[THE PROBLEM]
Restate the data below, keeping every line the same.

►

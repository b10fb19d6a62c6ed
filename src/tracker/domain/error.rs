//! Error types for tracker domain validation and parsing.

use thiserror::Error;

/// Errors returned while constructing tracker domain values.
#[derive(Debug, Clone, Error, PartialEq, Eq)]
pub enum TrackerDomainError {
    /// The item number is invalid.
    #[error("invalid tracker item number {0}, expected a positive integer")]
    InvalidItemId(u64),

    /// The repository name does not follow `owner/repo` format.
    #[error("invalid repository name '{0}', expected owner/repo")]
    InvalidRepository(String),

    /// The item title is empty after trimming.
    #[error("tracker item title must not be empty")]
    EmptyTitle,

    /// A label name is empty after trimming.
    #[error("label name must not be empty")]
    EmptyLabel,

    /// The metadata block in an item body could not be decoded.
    #[error("malformed metadata block: {0}")]
    MalformedMetadata(String),
}

/// Error returned while parsing item states from tracker payloads.
#[derive(Debug, Clone, Error, PartialEq, Eq)]
#[error("unknown tracker item state: {0}")]
pub struct ParseItemStateError(pub String);
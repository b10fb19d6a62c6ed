//! Adapter implementations of the tracker ports.

pub mod github;
pub mod memory;
pub mod retry;

pub use github::GitHubTracker;
pub use memory::InMemoryTracker;
pub use retry::RetryingTracker;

◄

[TASK SOLUTION]
repository b10fb19d6a62c6ed
filename src/tracker/domain/error.rs
//! Error types for tracker domain validation and parsing.

use thiserror::Error;

/// Errors returned while constructing tracker domain values.
#[derive(Debug, Clone, Error, PartialEq, Eq)]
pub enum TrackerDomainError {
    /// The item number is invalid.
    #[error("invalid tracker item number {0}, expected a positive integer")]
    InvalidItemId(u64),

    /// The repository name does not follow `owner/repo` format.
    #[error("invalid repository name '{0}', expected owner/repo")]
    InvalidRepository(String),

    /// The item title is empty after trimming.
    #[error("tracker item title must not be empty")]
    EmptyTitle,

    /// A label name is empty after trimming.
    #[error("label name must not be empty")]
    EmptyLabel,

    /// The metadata block in an item body could not be decoded.
    #[error("malformed metadata block: {0}")]
    MalformedMetadata(String),
}

/// Error returned while parsing item states from tracker payloads.
#[derive(Debug, Clone, Error, PartialEq, Eq)]
#[error("unknown tracker item state: {0}")]
pub struct ParseItemStateError(pub String);
repository b10fb19d6a62c6ed
//! Adapter implementations of the tracker ports.

pub mod github;
pub mod memory;
pub mod retry;

pub use github::GitHubTracker;
pub use memory::InMemoryTracker;
pub use retry::RetryingTracker;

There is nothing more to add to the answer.